[Task goal]
Examine the records and identify each line that includes the string "struct". Copy those lines.

[Data for this task]
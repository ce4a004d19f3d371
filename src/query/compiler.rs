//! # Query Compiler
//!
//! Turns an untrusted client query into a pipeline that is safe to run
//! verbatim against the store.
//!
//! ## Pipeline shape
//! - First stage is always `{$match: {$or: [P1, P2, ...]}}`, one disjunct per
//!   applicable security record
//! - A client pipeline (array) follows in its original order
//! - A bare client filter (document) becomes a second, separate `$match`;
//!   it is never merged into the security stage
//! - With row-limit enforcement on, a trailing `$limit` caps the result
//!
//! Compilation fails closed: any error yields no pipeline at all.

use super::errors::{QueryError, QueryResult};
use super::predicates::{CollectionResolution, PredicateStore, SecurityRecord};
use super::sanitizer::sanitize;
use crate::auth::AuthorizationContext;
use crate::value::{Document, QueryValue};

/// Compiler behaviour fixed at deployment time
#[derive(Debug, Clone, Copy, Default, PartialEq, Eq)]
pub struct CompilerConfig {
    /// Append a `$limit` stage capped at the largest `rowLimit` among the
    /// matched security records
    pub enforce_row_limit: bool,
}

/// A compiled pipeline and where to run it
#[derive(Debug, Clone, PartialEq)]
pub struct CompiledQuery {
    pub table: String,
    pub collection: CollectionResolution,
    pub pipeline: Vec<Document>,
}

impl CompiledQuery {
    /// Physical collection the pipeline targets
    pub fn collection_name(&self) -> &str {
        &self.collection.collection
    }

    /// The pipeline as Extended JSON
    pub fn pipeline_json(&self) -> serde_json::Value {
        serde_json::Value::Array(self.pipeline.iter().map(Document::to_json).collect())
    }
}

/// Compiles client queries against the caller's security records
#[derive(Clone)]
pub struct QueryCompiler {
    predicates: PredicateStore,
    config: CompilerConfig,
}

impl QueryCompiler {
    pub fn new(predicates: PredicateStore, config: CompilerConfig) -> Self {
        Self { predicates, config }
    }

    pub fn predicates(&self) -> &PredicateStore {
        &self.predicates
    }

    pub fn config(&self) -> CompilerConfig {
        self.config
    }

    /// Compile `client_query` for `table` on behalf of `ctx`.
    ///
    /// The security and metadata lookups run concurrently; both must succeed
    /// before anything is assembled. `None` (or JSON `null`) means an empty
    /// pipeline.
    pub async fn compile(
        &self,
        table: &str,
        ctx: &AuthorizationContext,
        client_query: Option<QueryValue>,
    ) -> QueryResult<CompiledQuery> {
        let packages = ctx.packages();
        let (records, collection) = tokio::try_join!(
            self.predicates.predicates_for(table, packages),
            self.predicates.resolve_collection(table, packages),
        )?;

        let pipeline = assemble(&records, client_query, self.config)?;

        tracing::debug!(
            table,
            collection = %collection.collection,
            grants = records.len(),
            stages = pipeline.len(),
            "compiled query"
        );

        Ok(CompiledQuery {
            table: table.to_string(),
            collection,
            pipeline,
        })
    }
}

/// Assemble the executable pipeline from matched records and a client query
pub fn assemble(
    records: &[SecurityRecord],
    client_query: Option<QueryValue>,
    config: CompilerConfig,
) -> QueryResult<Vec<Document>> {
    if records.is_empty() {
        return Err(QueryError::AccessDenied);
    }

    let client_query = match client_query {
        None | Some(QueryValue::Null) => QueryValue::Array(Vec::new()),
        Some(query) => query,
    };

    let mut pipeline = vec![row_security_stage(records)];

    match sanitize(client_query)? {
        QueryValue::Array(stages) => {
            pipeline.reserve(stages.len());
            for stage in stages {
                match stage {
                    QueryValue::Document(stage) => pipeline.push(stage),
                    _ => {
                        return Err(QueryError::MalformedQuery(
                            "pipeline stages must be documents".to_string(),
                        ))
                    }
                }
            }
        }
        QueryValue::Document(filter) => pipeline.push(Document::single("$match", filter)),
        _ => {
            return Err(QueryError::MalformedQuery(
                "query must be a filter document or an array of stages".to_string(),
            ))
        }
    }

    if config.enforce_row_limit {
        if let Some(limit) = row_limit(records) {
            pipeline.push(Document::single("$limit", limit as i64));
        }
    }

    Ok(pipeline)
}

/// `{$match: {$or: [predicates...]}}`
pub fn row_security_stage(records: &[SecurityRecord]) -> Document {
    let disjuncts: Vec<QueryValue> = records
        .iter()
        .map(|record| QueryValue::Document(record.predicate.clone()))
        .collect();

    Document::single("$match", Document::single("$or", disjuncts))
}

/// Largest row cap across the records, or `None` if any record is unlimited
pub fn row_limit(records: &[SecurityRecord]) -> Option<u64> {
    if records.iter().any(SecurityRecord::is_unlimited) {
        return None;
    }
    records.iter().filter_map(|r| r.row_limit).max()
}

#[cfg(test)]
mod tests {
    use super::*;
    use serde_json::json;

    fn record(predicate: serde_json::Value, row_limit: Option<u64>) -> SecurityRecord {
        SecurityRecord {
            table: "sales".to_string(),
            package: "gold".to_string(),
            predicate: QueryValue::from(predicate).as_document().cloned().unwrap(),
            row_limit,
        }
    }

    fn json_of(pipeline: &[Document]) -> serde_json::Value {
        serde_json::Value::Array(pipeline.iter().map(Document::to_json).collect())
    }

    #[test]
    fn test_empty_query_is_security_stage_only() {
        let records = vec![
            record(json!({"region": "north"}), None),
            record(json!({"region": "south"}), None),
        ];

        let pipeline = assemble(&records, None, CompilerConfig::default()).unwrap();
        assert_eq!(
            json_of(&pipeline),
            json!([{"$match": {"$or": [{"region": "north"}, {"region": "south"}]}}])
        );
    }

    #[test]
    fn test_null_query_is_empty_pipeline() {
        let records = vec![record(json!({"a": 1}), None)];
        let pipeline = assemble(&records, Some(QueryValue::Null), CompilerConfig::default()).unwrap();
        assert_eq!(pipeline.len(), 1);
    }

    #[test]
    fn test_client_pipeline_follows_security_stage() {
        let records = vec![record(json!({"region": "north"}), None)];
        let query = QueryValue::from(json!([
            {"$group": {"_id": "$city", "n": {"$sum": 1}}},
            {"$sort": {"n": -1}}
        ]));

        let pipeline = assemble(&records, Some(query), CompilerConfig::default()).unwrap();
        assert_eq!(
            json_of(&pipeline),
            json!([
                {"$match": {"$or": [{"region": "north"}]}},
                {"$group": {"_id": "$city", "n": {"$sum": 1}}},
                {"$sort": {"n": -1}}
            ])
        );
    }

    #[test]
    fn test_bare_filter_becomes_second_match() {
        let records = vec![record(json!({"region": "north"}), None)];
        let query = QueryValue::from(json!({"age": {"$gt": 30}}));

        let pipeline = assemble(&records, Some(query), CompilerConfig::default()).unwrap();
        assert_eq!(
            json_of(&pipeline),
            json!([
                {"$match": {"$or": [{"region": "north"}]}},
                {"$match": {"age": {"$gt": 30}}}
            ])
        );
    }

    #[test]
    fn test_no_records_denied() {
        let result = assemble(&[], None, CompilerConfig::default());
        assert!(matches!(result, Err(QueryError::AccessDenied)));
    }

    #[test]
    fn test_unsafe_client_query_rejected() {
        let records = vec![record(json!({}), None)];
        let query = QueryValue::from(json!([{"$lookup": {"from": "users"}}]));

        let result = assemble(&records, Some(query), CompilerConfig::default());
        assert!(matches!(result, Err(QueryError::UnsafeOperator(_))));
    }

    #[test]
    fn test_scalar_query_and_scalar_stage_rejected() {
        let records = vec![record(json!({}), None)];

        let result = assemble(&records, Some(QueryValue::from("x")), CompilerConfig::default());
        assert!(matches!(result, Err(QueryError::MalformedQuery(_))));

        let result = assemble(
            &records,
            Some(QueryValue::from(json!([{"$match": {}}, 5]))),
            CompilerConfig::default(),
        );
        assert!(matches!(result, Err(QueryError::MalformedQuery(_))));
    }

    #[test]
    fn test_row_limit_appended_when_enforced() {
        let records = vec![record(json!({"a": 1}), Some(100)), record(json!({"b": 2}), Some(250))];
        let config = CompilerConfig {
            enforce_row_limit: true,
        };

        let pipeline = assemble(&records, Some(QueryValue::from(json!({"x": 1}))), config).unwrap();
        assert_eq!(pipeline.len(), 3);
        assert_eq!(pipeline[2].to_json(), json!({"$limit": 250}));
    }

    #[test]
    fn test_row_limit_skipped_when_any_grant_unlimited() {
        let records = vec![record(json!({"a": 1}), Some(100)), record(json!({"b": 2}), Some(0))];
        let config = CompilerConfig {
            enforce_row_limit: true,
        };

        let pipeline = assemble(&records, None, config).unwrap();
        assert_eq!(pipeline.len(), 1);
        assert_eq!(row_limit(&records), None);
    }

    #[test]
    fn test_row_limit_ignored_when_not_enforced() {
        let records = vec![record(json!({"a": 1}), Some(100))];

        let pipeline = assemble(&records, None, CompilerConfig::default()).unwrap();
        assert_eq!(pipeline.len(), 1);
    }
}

[Answer to the problem]
pub struct CompilerConfig {
pub struct CompiledQuery {
pub struct QueryCompiler {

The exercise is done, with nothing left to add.